2017 was not just an exciting year for Kettle’s Yard. Our friends at the David Parr House had their busiest year yet! Work began on two new projects. Life and Art in a Worker’s House will conserve and restore the David Parr House; and Underpinning the DPH will build a £1m endowment fund over the next four years.

Life and Art in a Worker’s House began in May when they packed up the house, photographing every item in its place so that they can restore everything exactly as it was; wrapping, boxing and removing furniture and artefacts for cataloguing and cleaning; and freezing the textiles to kill off pests. Access Cambridge Archaeology excavated two test pits in the garden, and black plastic was laid to eradicate the ground elder.

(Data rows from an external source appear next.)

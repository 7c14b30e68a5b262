//! Policy capability interface.
//!
//! A policy is any value exposing the hook operations plus a streaming-context
//! factory. Hook methods return `Ok(None)` for "no change"; a returned value
//! replaces the payload the gateway sees. Streaming contexts are driven by
//! the dispatcher: raw chunks first, then block-level callbacks as the
//! assembler completes semantic units. Replacement chunks go into the
//! [`ChunkSink`]; a context that queues nothing for a chunk either passes the
//! original through or (when it [`suppresses_passthrough`]) holds the client
//! stream with a keep-alive.
//!
//! [`suppresses_passthrough`]: StreamPolicyContext::suppresses_passthrough

pub mod all_caps;
pub mod loader;
pub mod noop;
pub mod tool_call_buffer;
pub mod tool_call_judge;

use async_trait::async_trait;
use serde_json::Value;
use thiserror::Error;
use tokio::sync::mpsc;

use wire::{ChatCompletionChunk, StreamBlock};

pub use loader::{load_policy, PolicyServices};

#[derive(Debug, Error)]
pub enum PolicyError {
    #[error("policy failure: {0}")]
    Failure(String),
}

/// Egress queue handle given to streaming-context callbacks.
pub struct ChunkSink {
    tx: mpsc::UnboundedSender<ChatCompletionChunk>,
}

impl ChunkSink {
    pub fn new() -> (Self, mpsc::UnboundedReceiver<ChatCompletionChunk>) {
        let (tx, rx) = mpsc::unbounded_channel();
        (Self { tx }, rx)
    }

    /// Queues a chunk for the client. Order of pushes is preserved.
    pub fn push(&self, chunk: ChatCompletionChunk) {
        // receiver lives as long as the stream; a closed stream just drops output
        let _ = self.tx.send(chunk);
    }
}

/// Hook operations. Every method defaults to "no change".
#[async_trait]
pub trait Policy: Send + Sync {
    fn name(&self) -> &'static str;

    async fn pre_call(&self, _payload: &Value) -> Result<Option<Value>, PolicyError> {
        Ok(None)
    }

    async fn post_call_success(&self, _payload: &Value) -> Result<Option<Value>, PolicyError> {
        Ok(None)
    }

    async fn post_call_failure(&self, _payload: &Value) -> Result<Option<Value>, PolicyError> {
        Ok(None)
    }

    async fn moderation(&self, _payload: &Value) -> Result<Option<Value>, PolicyError> {
        Ok(None)
    }

    /// Per-stream state, created when a stream's `START` frame arrives.
    fn stream_context(&self, call_id: &str, request: Value) -> Box<dyn StreamPolicyContext> {
        let _ = (call_id, request);
        Box::new(PassthroughContext)
    }
}

/// Request-scoped streaming interface driven by the dispatcher.
#[async_trait]
pub trait StreamPolicyContext: Send {
    /// When true, withheld chunks are answered with keep-alives instead of
    /// the original chunk. Buffering policies need this so withheld content
    /// cannot leak through the orchestrator's fail-open timeout.
    fn suppresses_passthrough(&self) -> bool {
        false
    }

    /// Raw chunk observation, before block assembly.
    async fn on_chunk_received(
        &mut self,
        _chunk: &ChatCompletionChunk,
        _sink: &ChunkSink,
    ) -> Result<(), PolicyError> {
        Ok(())
    }

    /// A content block grew by `delta`.
    async fn on_content_delta(
        &mut self,
        _block: &StreamBlock,
        _delta: &str,
        _sink: &ChunkSink,
    ) -> Result<(), PolicyError> {
        Ok(())
    }

    /// A tool-call block accumulated more argument bytes.
    async fn on_tool_call_delta(
        &mut self,
        _block: &StreamBlock,
        _delta: &str,
        _sink: &ChunkSink,
    ) -> Result<(), PolicyError> {
        Ok(())
    }

    /// A content block closed.
    async fn on_content_complete(
        &mut self,
        _block: &StreamBlock,
        _sink: &ChunkSink,
    ) -> Result<(), PolicyError> {
        Ok(())
    }

    /// A tool-call block closed with a complete id, name, and JSON arguments.
    async fn on_tool_call_complete(
        &mut self,
        _block: &StreamBlock,
        _sink: &ChunkSink,
    ) -> Result<(), PolicyError> {
        Ok(())
    }

    /// The upstream stream ended (END frame or socket loss).
    async fn on_stream_end(&mut self, _sink: &ChunkSink) -> Result<(), PolicyError> {
        Ok(())
    }
}

/// Identity context: queues nothing, so every chunk passes through.
pub struct PassthroughContext;

#[async_trait]
impl StreamPolicyContext for PassthroughContext {}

One of the most exciting moments was the unveiling of the David Parr House’s new front exterior. They decided to replicate the original 1914 colour scheme David Parr outlined in his notebook – he painted the windows ‘light oak’; the brick reveals ‘bright red’; the sills ‘stone colour’; and the front door ‘white’. It took months of careful sampling and paint analysis by highly skilled colleagues at the Hamilton Kerr Institute  they ended up testing around 30 different hues and shades, and eventually matched the final colour choices (forget science!) by eye. They’re hoping that ‘David Parr c.1914’ starts a new Cambridge trend  …

Although they are closed, the David Parr House has recruited new faces to join their team of friendly volunteers. The focus of the Life and Art volunteer programme to date has been recruiting and training these new volunteers. Ten collections volunteers are creating a digital catalogue of the contents of the house; and eight research volunteers are uncovering the story of the Cambridge firm of Leach & Sons for which David Parr worked, and finding out more about the life of the Parrs on Gwydir Street from 1887 to 1927.